Activity -
Nothing is needed except the lines below that run from the one with "pub mod config;" through the one with "let mut config = Config::new()?;", repeated exactly.

[Stored data]
== == ==
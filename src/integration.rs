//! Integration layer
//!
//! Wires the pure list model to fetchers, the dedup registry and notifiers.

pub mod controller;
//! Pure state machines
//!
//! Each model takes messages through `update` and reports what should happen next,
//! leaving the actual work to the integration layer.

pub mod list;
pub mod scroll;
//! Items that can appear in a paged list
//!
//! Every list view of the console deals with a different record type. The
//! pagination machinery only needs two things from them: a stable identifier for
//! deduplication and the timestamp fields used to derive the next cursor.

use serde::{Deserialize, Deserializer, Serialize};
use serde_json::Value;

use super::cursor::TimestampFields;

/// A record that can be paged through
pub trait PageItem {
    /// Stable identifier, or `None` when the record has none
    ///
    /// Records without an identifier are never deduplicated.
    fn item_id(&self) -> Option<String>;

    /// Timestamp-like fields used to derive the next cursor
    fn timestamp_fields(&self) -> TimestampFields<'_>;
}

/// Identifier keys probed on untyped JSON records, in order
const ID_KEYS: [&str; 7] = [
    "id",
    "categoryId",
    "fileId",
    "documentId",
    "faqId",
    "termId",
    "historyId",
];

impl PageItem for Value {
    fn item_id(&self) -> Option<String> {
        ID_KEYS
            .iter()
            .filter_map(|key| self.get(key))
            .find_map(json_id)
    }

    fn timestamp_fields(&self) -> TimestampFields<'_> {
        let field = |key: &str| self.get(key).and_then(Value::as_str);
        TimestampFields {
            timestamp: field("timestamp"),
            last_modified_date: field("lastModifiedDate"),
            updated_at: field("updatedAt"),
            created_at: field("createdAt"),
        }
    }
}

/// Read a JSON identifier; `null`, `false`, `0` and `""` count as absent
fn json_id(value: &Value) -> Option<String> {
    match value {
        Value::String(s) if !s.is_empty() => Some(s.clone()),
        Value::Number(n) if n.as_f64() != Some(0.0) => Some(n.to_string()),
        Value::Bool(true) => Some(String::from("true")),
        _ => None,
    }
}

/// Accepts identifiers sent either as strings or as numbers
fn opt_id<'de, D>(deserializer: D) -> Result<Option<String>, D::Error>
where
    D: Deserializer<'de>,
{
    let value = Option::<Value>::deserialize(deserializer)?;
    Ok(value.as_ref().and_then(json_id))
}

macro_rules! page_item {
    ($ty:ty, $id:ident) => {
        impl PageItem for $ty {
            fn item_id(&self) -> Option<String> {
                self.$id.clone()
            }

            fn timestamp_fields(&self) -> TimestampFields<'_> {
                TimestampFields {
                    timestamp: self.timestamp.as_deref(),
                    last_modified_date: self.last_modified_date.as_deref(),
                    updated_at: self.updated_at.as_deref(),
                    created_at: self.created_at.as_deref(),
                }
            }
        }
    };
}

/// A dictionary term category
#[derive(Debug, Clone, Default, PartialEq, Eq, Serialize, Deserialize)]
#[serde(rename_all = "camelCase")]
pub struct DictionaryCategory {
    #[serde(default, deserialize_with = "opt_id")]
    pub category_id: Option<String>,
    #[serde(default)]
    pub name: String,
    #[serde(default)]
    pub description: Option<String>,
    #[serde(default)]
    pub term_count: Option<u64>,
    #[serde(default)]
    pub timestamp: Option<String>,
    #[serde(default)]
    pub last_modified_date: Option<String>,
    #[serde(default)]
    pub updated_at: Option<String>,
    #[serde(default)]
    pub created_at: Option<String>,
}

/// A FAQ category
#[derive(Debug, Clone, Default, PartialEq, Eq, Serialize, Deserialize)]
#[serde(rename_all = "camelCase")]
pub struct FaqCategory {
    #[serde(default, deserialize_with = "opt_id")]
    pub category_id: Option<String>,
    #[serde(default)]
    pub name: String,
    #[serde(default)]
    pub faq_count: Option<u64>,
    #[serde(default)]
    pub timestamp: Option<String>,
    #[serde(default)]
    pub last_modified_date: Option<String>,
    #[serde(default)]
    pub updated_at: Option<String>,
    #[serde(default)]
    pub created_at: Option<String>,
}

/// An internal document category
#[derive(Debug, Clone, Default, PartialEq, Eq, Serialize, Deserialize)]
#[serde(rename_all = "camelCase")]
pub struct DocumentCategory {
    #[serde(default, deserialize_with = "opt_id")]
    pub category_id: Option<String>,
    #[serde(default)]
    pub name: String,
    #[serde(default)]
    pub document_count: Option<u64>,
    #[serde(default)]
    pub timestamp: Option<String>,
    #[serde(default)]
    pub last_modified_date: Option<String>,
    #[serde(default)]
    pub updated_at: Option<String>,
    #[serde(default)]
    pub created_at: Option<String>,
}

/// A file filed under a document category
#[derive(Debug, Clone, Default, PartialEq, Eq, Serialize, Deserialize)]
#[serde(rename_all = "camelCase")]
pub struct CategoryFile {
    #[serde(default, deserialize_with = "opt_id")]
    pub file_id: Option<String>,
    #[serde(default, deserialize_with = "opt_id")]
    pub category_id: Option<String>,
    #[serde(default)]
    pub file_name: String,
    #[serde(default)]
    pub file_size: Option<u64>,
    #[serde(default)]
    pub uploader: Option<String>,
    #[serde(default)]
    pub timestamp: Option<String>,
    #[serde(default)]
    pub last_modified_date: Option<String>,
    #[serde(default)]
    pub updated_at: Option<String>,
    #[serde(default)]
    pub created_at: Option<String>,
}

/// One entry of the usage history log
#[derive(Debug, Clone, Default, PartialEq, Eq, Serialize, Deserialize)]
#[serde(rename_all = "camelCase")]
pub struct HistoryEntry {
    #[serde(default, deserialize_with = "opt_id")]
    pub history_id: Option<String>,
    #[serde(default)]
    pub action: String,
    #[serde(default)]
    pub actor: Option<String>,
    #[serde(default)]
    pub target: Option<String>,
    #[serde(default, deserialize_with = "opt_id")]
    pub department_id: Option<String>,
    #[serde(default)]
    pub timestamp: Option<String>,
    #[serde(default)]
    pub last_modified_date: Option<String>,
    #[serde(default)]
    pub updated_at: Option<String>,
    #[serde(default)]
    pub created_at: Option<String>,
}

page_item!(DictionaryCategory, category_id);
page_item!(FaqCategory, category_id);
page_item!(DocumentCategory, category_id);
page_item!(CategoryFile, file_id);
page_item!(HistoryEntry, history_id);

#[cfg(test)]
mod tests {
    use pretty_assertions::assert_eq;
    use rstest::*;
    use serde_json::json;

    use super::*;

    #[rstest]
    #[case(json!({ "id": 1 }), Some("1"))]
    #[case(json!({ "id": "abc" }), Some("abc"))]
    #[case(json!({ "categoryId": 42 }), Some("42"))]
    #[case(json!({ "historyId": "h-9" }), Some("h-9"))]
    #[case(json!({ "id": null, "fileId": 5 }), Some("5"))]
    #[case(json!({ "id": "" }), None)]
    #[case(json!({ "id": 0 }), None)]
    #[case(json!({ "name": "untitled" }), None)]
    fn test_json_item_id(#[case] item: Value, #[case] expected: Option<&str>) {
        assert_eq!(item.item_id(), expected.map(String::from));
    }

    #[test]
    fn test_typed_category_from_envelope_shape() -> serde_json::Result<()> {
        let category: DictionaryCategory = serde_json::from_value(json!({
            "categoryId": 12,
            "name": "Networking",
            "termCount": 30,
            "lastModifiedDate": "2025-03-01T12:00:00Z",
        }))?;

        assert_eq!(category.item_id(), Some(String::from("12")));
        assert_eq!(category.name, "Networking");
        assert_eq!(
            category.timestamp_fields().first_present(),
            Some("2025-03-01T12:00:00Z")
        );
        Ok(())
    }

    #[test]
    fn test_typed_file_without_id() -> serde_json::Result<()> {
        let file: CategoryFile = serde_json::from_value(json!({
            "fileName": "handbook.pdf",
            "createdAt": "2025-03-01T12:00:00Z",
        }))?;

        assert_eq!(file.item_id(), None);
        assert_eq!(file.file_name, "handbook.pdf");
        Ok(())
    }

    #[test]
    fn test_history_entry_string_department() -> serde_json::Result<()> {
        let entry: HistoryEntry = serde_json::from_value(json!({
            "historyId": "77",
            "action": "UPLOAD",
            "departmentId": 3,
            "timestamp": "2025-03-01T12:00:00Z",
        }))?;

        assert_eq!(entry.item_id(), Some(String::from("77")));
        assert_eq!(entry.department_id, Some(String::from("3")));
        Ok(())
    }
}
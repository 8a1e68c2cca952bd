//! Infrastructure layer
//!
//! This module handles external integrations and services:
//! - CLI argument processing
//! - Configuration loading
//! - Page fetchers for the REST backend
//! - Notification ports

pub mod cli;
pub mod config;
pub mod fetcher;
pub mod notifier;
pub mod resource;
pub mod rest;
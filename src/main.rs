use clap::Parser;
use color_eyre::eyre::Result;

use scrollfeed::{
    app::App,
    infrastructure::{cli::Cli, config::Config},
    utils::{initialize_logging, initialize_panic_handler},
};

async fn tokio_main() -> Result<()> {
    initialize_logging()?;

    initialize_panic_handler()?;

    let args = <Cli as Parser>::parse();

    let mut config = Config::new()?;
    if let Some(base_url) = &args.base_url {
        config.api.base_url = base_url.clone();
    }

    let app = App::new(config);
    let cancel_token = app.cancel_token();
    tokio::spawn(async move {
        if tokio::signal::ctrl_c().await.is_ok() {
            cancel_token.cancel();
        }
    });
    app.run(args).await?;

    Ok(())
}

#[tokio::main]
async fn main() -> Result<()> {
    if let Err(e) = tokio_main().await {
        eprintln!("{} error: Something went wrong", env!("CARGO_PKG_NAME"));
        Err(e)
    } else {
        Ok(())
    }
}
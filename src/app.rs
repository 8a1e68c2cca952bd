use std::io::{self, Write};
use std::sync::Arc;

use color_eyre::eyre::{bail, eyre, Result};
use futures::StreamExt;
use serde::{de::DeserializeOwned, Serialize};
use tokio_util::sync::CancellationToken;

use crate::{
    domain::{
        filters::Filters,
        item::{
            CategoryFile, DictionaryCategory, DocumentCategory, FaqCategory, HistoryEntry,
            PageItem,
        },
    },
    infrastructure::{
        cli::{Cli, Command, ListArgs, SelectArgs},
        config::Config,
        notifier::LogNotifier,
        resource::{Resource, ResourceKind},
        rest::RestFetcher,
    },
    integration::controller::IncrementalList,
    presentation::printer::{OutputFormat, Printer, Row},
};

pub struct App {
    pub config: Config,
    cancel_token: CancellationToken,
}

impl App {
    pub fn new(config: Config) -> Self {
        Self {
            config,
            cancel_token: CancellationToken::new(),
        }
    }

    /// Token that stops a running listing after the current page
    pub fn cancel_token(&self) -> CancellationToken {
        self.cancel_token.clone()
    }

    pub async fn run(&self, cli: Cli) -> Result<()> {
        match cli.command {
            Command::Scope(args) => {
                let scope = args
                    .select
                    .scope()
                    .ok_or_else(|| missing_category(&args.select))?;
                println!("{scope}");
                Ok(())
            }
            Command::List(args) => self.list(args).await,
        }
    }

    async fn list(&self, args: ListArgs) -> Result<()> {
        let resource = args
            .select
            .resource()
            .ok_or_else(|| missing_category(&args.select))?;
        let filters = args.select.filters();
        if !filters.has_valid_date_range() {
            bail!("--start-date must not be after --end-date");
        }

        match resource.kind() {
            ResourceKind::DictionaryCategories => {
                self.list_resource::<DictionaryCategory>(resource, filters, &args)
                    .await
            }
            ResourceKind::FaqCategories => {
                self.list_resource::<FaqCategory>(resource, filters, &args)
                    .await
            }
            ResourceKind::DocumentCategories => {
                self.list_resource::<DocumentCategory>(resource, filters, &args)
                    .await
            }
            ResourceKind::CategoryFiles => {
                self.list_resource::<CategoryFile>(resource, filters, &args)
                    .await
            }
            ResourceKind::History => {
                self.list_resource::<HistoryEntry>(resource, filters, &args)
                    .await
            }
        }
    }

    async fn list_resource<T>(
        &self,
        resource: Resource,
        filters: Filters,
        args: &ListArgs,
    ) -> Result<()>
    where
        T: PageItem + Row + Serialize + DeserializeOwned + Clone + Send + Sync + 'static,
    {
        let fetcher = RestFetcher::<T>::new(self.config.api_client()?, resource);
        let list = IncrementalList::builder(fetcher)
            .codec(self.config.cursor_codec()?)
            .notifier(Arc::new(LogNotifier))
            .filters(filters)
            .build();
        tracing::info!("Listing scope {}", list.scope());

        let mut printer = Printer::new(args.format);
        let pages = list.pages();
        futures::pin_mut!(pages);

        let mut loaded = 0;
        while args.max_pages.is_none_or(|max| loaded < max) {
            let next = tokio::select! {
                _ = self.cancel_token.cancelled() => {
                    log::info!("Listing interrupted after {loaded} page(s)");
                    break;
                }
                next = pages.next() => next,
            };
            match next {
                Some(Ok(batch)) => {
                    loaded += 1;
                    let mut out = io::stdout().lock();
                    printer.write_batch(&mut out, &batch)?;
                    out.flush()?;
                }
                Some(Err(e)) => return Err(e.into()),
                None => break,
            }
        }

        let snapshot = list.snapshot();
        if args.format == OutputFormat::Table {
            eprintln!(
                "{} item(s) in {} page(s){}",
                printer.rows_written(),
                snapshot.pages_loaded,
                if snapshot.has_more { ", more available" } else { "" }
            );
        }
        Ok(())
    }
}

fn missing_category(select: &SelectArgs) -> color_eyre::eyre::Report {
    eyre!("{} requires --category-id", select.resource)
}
== == ==
Response -
pub mod config;
pub mod fetcher;
pub mod notifier;
pub mod resource;
pub mod rest;
filename src/main.rs
use clap::Parser;
use color_eyre::eyre::Result;

use scrollfeed::{
    app::App,
    infrastructure::{cli::Cli, config::Config},
    utils::{initialize_logging, initialize_panic_handler},
};

async fn tokio_main() -> Result<()> {
    initialize_logging()?;

    initialize_panic_handler()?;

    let args = <Cli as Parser>::parse();

    let mut config = Config::new()?;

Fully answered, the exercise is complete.